* **GIVEN RECORDS**:
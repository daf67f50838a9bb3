//! Conversions between typed Rust fields and [`PropertyValue`].
//!
//! `ToProperty` is infallible. `FromProperty` performs explicit widening and
//! range-checked narrowing; it never truncates silently.

use super::types::PropertyValue;
use crate::error::TideError;
use chrono::{DateTime, FixedOffset, NaiveDateTime, Utc};
use rust_decimal::prelude::ToPrimitive;
use rust_decimal::Decimal;
use uuid::Uuid;

/// Read a typed field as a [`PropertyValue`].
pub trait ToProperty {
    fn to_property(&self) -> PropertyValue;
}

/// Build a typed field from a [`PropertyValue`].
pub trait FromProperty: Sized {
    /// # Errors
    ///
    /// Returns [`TideError::ConversionFailure`] when the value does not fit the
    /// target type, including null for a non-`Option` field.
    fn from_property(value: PropertyValue) -> Result<Self, TideError>;
}

fn mismatch<T>(value: &PropertyValue) -> Result<T, TideError> {
    if value.is_null() {
        return Err(TideError::conversion(
            "",
            format!("null cannot be assigned to a non-nullable {} property", std::any::type_name::<T>()),
        ));
    }
    Err(TideError::conversion(
        "",
        format!("{} value cannot be assigned to {}", value.kind(), std::any::type_name::<T>()),
    ))
}

fn out_of_range<T>(value: impl std::fmt::Display) -> TideError {
    TideError::conversion(
        "",
        format!("{value} is out of range for {}", std::any::type_name::<T>()),
    )
}

/// Largest magnitude below which every integer is exact in an `f64`.
const F64_EXACT: i128 = 1 << 53;
const F32_EXACT: i128 = 1 << 24;

/// `v` as an `f64`, or `None` if the conversion would round.
#[allow(clippy::cast_precision_loss)]
pub(crate) fn exact_f64(v: i128) -> Option<f64> {
    (v.abs() <= F64_EXACT).then_some(v as f64)
}

#[allow(clippy::cast_precision_loss)]
fn exact_f32(v: i128) -> Option<f32> {
    (v.abs() <= F32_EXACT).then_some(v as f32)
}

macro_rules! integer_property {
    ($($t:ty => $variant:ident),+ $(,)?) => {
        $(
            impl ToProperty for $t {
                fn to_property(&self) -> PropertyValue {
                    PropertyValue::$variant(*self)
                }
            }

            impl FromProperty for $t {
                fn from_property(value: PropertyValue) -> Result<Self, TideError> {
                    if let Some(v) = value.as_integer() {
                        return <$t>::try_from(v).map_err(|_| out_of_range::<$t>(v));
                    }
                    match value {
                        PropertyValue::Bool(b) => Ok(<$t>::from(b)),
                        PropertyValue::Enum(ref e) => {
                            <$t>::try_from(e.ordinal).map_err(|_| out_of_range::<$t>(e.ordinal))
                        }
                        ref other => mismatch(other),
                    }
                }
            }
        )+
    };
}

integer_property! {
    i8 => I8,
    i16 => I16,
    i32 => I32,
    i64 => I64,
    u8 => U8,
    u16 => U16,
    u32 => U32,
    u64 => U64,
}

impl ToProperty for bool {
    fn to_property(&self) -> PropertyValue {
        PropertyValue::Bool(*self)
    }
}

impl FromProperty for bool {
    fn from_property(value: PropertyValue) -> Result<Self, TideError> {
        match value {
            PropertyValue::Bool(b) => Ok(b),
            ref other => match other.as_integer() {
                Some(0) => Ok(false),
                Some(1) => Ok(true),
                Some(v) => Err(out_of_range::<bool>(v)),
                None => mismatch(other),
            },
        }
    }
}

impl ToProperty for f32 {
    fn to_property(&self) -> PropertyValue {
        PropertyValue::F32(*self)
    }
}

impl FromProperty for f32 {
    fn from_property(value: PropertyValue) -> Result<Self, TideError> {
        match value {
            PropertyValue::F32(v) => Ok(v),
            PropertyValue::F64(v) => {
                if v.is_finite() && v.abs() > f64::from(f32::MAX) {
                    return Err(out_of_range::<f32>(v));
                }
                #[allow(clippy::cast_possible_truncation)]
                Ok(v as f32)
            }
            PropertyValue::Decimal(d) => d.to_f32().ok_or_else(|| out_of_range::<f32>(d)),
            ref other => match other.as_integer() {
                Some(v) => exact_f32(v).ok_or_else(|| out_of_range::<f32>(v)),
                None => mismatch(other),
            },
        }
    }
}

impl ToProperty for f64 {
    fn to_property(&self) -> PropertyValue {
        PropertyValue::F64(*self)
    }
}

impl FromProperty for f64 {
    fn from_property(value: PropertyValue) -> Result<Self, TideError> {
        match value {
            PropertyValue::F64(v) => Ok(v),
            PropertyValue::F32(v) => Ok(f64::from(v)),
            PropertyValue::Decimal(d) => d.to_f64().ok_or_else(|| out_of_range::<f64>(d)),
            ref other => match other.as_integer() {
                Some(v) => exact_f64(v).ok_or_else(|| out_of_range::<f64>(v)),
                None => mismatch(other),
            },
        }
    }
}

impl ToProperty for Decimal {
    fn to_property(&self) -> PropertyValue {
        PropertyValue::Decimal(*self)
    }
}

impl FromProperty for Decimal {
    fn from_property(value: PropertyValue) -> Result<Self, TideError> {
        match value {
            PropertyValue::Decimal(d) => Ok(d),
            PropertyValue::F64(v) => Decimal::try_from(v).map_err(|_| out_of_range::<Decimal>(v)),
            PropertyValue::F32(v) => Decimal::try_from(v).map_err(|_| out_of_range::<Decimal>(v)),
            ref other => match other.as_integer() {
                Some(v) => i64::try_from(v)
                    .map(Decimal::from)
                    .map_err(|_| out_of_range::<Decimal>(v)),
                None => mismatch(other),
            },
        }
    }
}

impl ToProperty for String {
    fn to_property(&self) -> PropertyValue {
        PropertyValue::String(self.clone())
    }
}

impl ToProperty for &str {
    fn to_property(&self) -> PropertyValue {
        PropertyValue::String((*self).to_string())
    }
}

impl FromProperty for String {
    fn from_property(value: PropertyValue) -> Result<Self, TideError> {
        match value {
            PropertyValue::String(s) => Ok(s),
            PropertyValue::Enum(e) => Ok(e.name),
            ref other => mismatch(other),
        }
    }
}

impl ToProperty for Vec<u8> {
    fn to_property(&self) -> PropertyValue {
        PropertyValue::Bytes(self.clone())
    }
}

impl FromProperty for Vec<u8> {
    fn from_property(value: PropertyValue) -> Result<Self, TideError> {
        match value {
            PropertyValue::Bytes(b) => Ok(b),
            ref other => mismatch(other),
        }
    }
}

impl ToProperty for Uuid {
    fn to_property(&self) -> PropertyValue {
        PropertyValue::Guid(*self)
    }
}

impl FromProperty for Uuid {
    fn from_property(value: PropertyValue) -> Result<Self, TideError> {
        match value {
            PropertyValue::Guid(g) => Ok(g),
            PropertyValue::String(ref s) => Uuid::parse_str(s)
                .map_err(|e| TideError::conversion("", format!("invalid GUID string '{s}': {e}"))),
            PropertyValue::Bytes(ref b) => Uuid::from_slice(b)
                .map_err(|e| TideError::conversion("", format!("invalid GUID bytes: {e}"))),
            ref other => mismatch(other),
        }
    }
}

impl ToProperty for NaiveDateTime {
    fn to_property(&self) -> PropertyValue {
        PropertyValue::DateTime(*self)
    }
}

impl FromProperty for NaiveDateTime {
    fn from_property(value: PropertyValue) -> Result<Self, TideError> {
        match value {
            PropertyValue::DateTime(dt) => Ok(dt),
            PropertyValue::DateTimeOffset(dt) => Ok(dt.naive_utc()),
            ref other => mismatch(other),
        }
    }
}

impl ToProperty for DateTime<FixedOffset> {
    fn to_property(&self) -> PropertyValue {
        PropertyValue::DateTimeOffset(*self)
    }
}

impl FromProperty for DateTime<FixedOffset> {
    fn from_property(value: PropertyValue) -> Result<Self, TideError> {
        match value {
            PropertyValue::DateTimeOffset(dt) => Ok(dt),
            PropertyValue::DateTime(dt) => Ok(dt.and_utc().fixed_offset()),
            ref other => mismatch(other),
        }
    }
}

impl ToProperty for DateTime<Utc> {
    fn to_property(&self) -> PropertyValue {
        PropertyValue::DateTimeOffset(self.fixed_offset())
    }
}

impl FromProperty for DateTime<Utc> {
    fn from_property(value: PropertyValue) -> Result<Self, TideError> {
        DateTime::<FixedOffset>::from_property(value).map(|dt| dt.with_timezone(&Utc))
    }
}

impl<T: ToProperty> ToProperty for Option<T> {
    fn to_property(&self) -> PropertyValue {
        match self {
            Some(v) => v.to_property(),
            None => PropertyValue::Null,
        }
    }
}

impl<T: FromProperty> FromProperty for Option<T> {
    fn from_property(value: PropertyValue) -> Result<Self, TideError> {
        match value {
            PropertyValue::Null => Ok(None),
            other => T::from_property(other).map(Some),
        }
    }
}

* **REQUIREMENT**: Report the number of lines in the records that include the string "typed", and write no other words.

* **RESULT OF THE EXERCISE**: 3